I need a way to search arr1 for the exact input the user gave for arr2. For a match to be valid, all the elements have to be in the exact same order as entered by the user.
For example, if the user enters 1,2,4,3 the program has to find 1,2,4,3 in that exact order in arr1, this means that 1,2,3,4 in arr1 should not be counted as a match. Below is what I have been able to come up with so far, but this returns true even if just the first element of the 2 arrays matches.

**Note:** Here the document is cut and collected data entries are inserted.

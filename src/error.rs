use actix_web::{HttpResponse, ResponseError};
use serde::{Deserialize, Serialize};
use thiserror::Error;

#[derive(Error, Debug)]
pub enum AppError {
    #[error("Configuration error: {0}")]
    Config(#[from] config::ConfigError),

    #[error("IO error: {0}")]
    Io(#[from] std::io::Error),

    #[error("Serialization error: {0}")]
    Serialization(#[from] serde_json::Error),

    #[error("Not found: {0}")]
    NotFound(String),

    #[error("Invalid request: {0}")]
    InvalidRequest(String),

    #[error("Conflict: {0}")]
    Conflict(String),

    #[error("Unauthorized: {0}")]
    Unauthorized(String),

    #[error("Authentication failed: {0}")]
    AuthenticationFailed(String),

    #[error("Forbidden: {0}")]
    Forbidden(String),

    #[error("Internal server error: {0}")]
    Internal(String),
}

#[derive(Serialize, Deserialize)]
pub struct ErrorResponse {
    pub error: String,
    pub message: String,
}

impl ResponseError for AppError {
    fn error_response(&self) -> HttpResponse {
        let error_response = ErrorResponse {
            error: self.error_type(),
            message: self.to_string(),
        };

        match self {
            AppError::NotFound(_) => HttpResponse::NotFound().json(error_response),
            AppError::InvalidRequest(_) => HttpResponse::BadRequest().json(error_response),
            AppError::Conflict(_) => HttpResponse::Conflict().json(error_response),
            AppError::Unauthorized(_) | AppError::AuthenticationFailed(_) => {
                HttpResponse::Unauthorized().json(error_response)
            }
            AppError::Forbidden(_) => HttpResponse::Forbidden().json(error_response),
            AppError::Config(_)
            | AppError::Io(_)
            | AppError::Serialization(_)
            | AppError::Internal(_) => HttpResponse::InternalServerError().json(error_response),
        }
    }
}

impl AppError {
    fn error_type(&self) -> String {
        match self {
            AppError::Config(_) => "config_error".to_string(),
            AppError::Io(_) => "io_error".to_string(),
            AppError::Serialization(_) => "serialization_error".to_string(),
            AppError::NotFound(_) => "not_found".to_string(),
            AppError::InvalidRequest(_) => "invalid_request".to_string(),
            AppError::Conflict(_) => "conflict".to_string(),
            AppError::Unauthorized(_) => "unauthorized".to_string(),
            AppError::AuthenticationFailed(_) => "authentication_failed".to_string(),
            AppError::Forbidden(_) => "forbidden".to_string(),
            AppError::Internal(_) => "internal_error".to_string(),
        }
    }
}

pub type AppResult<T> = Result<T, AppError>;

for (int i=0; i<size1; i++)
{
for (int j = 0; j<size2; j++)
{
if(arr1[i] == arr2[j])
{
printf("found a match %d", j);
break;
}
else if (arr1[i] != arr2[j])
{
printf("not match");
break;
}
Below is the complete code :-
#include <stdio.h>
#include <string.h>
int main()
{
int arr1[] = {1, 2, 4, 2, 2, 2, 1, 1, 2, 4, 3, 4, 4, 1, 2, 4, 4, 1, 3, 3};
int size1 = (int) (sizeof(arr1)/sizeof(arr1));
int arr2[] = {1, 2, 4};
int size2 = (int) (sizeof(arr2)/sizeof(arr2[0]));
int match = 0;
for (int i=0; i<size1; i++)
{
for (int j = 0; j < size2; j++) {
if (arr1[i] != arr2[j]) {
match = 1;
break;
}
}
}
if(match == 1){
printf("Not a match");
}else if(match == 0){
printf("The lists match");
}
return 0;
}
if you look at the arr1 and arr2, I need a way to return the index 0,7,13 and also this is still rough since arr2 is technically dynamic since it is assigned by the user and has no fixed size, only arr1 will have a fixed size.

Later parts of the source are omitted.